Pemerintah Libatkan Gereja untuk Pembangunan Papua
JAKARTA, SATUHARAPAN.COM - Deputi V Bidang Kajian dan Pengelolaan Isu-Isu Politik, Hukum, Pertahanan, Keamanan, dan HAM Strategis Kantor Staf Presiden, Jaleswari Pramodhawardani, mengatakan perlu memperkuat peran gereja dalam pelaksanaan Instruksi Presiden (Inpres) Nomor 9 Tahun 2017 untuk pembangunan kesejahteraan di tanah Papua.

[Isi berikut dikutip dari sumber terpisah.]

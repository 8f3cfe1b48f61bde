//! Repository configuration (`<git_dir>/config`, JSON)

use std::collections::BTreeMap;

use histkit_core::engine::{EngineError, Result};
use histkit_core::fs::{EngineFs, ReadOptions};
use histkit_core::path::resolve_path;
use serde::{Deserialize, Serialize};

#[derive(Debug, Clone, Default, PartialEq, Eq, Serialize, Deserialize)]
pub struct CoreSection {
    #[serde(default)]
    pub bare: bool,
    #[serde(default)]
    pub default_branch: String,
}

#[derive(Debug, Clone, PartialEq, Eq, Serialize, Deserialize)]
pub struct RemoteSection {
    pub url: String,
}

/// Upstream of a local branch
#[derive(Debug, Clone, PartialEq, Eq, Serialize, Deserialize)]
pub struct BranchSection {
    pub remote: String,
    /// Fully qualified ref on the remote
    pub merge: String,
}

#[derive(Debug, Clone, Default, PartialEq, Eq, Serialize, Deserialize)]
pub struct RepoConfig {
    #[serde(default)]
    pub core: CoreSection,
    #[serde(default)]
    pub remotes: BTreeMap<String, RemoteSection>,
    #[serde(default)]
    pub branches: BTreeMap<String, BranchSection>,
}

pub fn config_path(git_dir: &str) -> String {
    resolve_path(&[git_dir, "config"])
}

impl RepoConfig {
    pub async fn load(fs: &dyn EngineFs, git_dir: &str) -> Result<Self> {
        match fs.read_file(&config_path(git_dir), ReadOptions::utf8()).await {
            Ok(content) => serde_json::from_str(&content.into_text())
                .map_err(|e| EngineError::Corrupt(format!("Invalid repository config: {}", e))),
            Err(e) if e.is_not_found() => Ok(Self::default()),
            Err(e) => Err(e.into()),
        }
    }

    pub async fn save(&self, fs: &dyn EngineFs, git_dir: &str) -> Result<()> {
        let data = serde_json::to_string_pretty(self)
            .map_err(|e| EngineError::Backend(format!("Failed to encode config: {}", e)))?;
        fs.write_file(&config_path(git_dir), data.into()).await?;
        Ok(())
    }
}
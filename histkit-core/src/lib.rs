//! histkit Core Library
//!
//! A two-tier history workflow (private working branch + shared branch)
//! layered over a pluggable version-control engine and a streaming
//! file-storage backend:
//! - Path normalization
//! - Storage, engine and transport capability traits
//! - Filesystem bridge exposing storage through the engine's fs contract
//! - Dirty-file scanning
//! - Branch lifecycle, saves, checkout and remote synchronization

pub mod config;
pub mod engine;
pub mod error;
pub mod fs;
pub mod history;
pub mod path;
pub mod remote;
pub mod scanner;
pub mod storage;
pub mod transport;

pub use config::{HistoryConfig, RemoteConfig, Settings, Workspace};
pub use engine::{
    Author, BranchOptions, CheckoutOptions, CommitData, CommitEntry, CommitOptions, EngineContext,
    EngineError, FetchOptions, FetchResult, PushOptions, PushResult, RemoteEntry, VcsEngine,
};
pub use error::{HistoryError, Result};
pub use fs::{Chunk, EngineFs, FileContent, FsError, ReadOptions, Stat, StorageFs, WriteData};
pub use history::{GitHistory, GitHistoryBuilder, SaveOptions, SaveResult};
pub use path::resolve_path;
pub use scanner::{ChangeRecord, DirtyFileScanner, ScanFilter};
pub use storage::{FileInfo, FileKind, FilesApi, ListOptions, StorageError};
pub use transport::{AuthCallback, HttpTransport, Transport, TransportError, TransportRequest, TransportResponse};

“Dalam rangka melaksanakan Inpres tersebut, salah satu bentuk pendekatan kesejahteraan yang dapat dilakukan adalah melalui pelibatan peran serta masyarakat lokal dalam pembangunan di Provinsi Papua dan Provinsi Papua Barat. Salah satu mitra strategis dalam mewujudkan pendekatan tersebut adalah pihak gereja,” kata Jaleswari dalam keterangannya kepada Antara, hari Jumat (13/4).
Menurut Jaleswari, keterangan tersebut telah disampaikan pada Konferensi Gereja dan Masyarakat (KGM) 2018 yang diselenggarakan oleh Persekutuan Gereja-Gereja di Indonesia (PGI) pada tanggal 9-12 April 2018 di Sorong, Papua Barat.
KGM membahas berbagai isu teraktual terkait tanah Papua, salah satunya adalah soal diterbitkannya Inpres Nomor 9 Tahun 2017 tentang Percepatan Pembangunan Kesejahteraan di Provinsi Papua dan Provinsi Papua Barat.
Dia mengatakan akselerasi pembangunan kesejahteraan di Provinsi Papua dan Provinsi Papua Barat merupakan salah satu isu yang menjadi perhatian khusus bagi Presiden Joko Widodo.
Untuk itu, Presiden Joko Widodo di penghujung tahun 2017 mengeluarkan Instruksi Presiden Nomor 9 Tahun 2017 yang kemudian memberikan arahan-arahan bagi Menteri terkait serta Pemerintah Daerah untuk melaksanakan percepatan pembangunan kesejahteraan di ke dua provinsi tersebut di berbagai bidang strategis, antara lain kesehatan, pendidikan, infrastruktur, serta tata kelola pemerintahan.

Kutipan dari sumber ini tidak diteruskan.